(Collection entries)
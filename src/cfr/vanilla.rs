//! Vanilla CFR over equity buckets: signed regrets, uniform averaging.

use crate::cfr::buckets::equity_buckets;
use crate::cfr::game::CfrGame;
use crate::cfr::regrets::RegretRule;
use crate::cfr::{bucket_samples, summarize, Convergence, SolveFailure, SolveSummary, SolverContext};

pub const ID: &str = "singleStreetCfr";
pub const LABEL: &str = "Single-street CFR";
pub const PRIORITY: i32 = 10;
pub const MIN_ITERATIONS: u32 = 1_000;
pub const MAX_ITERATIONS: u32 = 200_000;

pub fn solve(ctx: &SolverContext<'_>) -> Result<SolveSummary, SolveFailure> {
    let bet = ctx.validate()?;
    let buckets = equity_buckets(ctx.range, ctx.config.min_buckets, ctx.config.max_buckets);
    if buckets.is_empty() {
        return Err(SolveFailure::NoBuckets);
    }
    let samples = bucket_samples(&buckets);
    let game = CfrGame::single(ctx.pot, bet, buckets.len());
    let iterations = ctx.iterations.clamp(MIN_ITERATIONS, MAX_ITERATIONS);

    let mut table = game.table(RegretRule::Signed);
    let mut scratch = game.scratch();
    for _ in 0..iterations {
        ctx.check_cancelled()?;
        game.iterate(&mut table, &samples, 1.0, &mut scratch);
    }

    let profile = game.average_profile(&table);
    let convergence = Convergence::measure(&game, &table, &profile, &samples, iterations, Vec::new(), false);
    Ok(summarize(ctx, &game, &buckets, &profile, convergence))
}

**TASK DETAILS**:
Task for the records above: copy every line in which the word "const" occurs.

**RESULT OF THIS EXERCISE**:
pub const ID: &str = "singleStreetCfr";
pub const LABEL: &str = "Single-street CFR";
pub const PRIORITY: i32 = 10;
pub const MIN_ITERATIONS: u32 = 1_000;
pub const MAX_ITERATIONS: u32 = 200_000;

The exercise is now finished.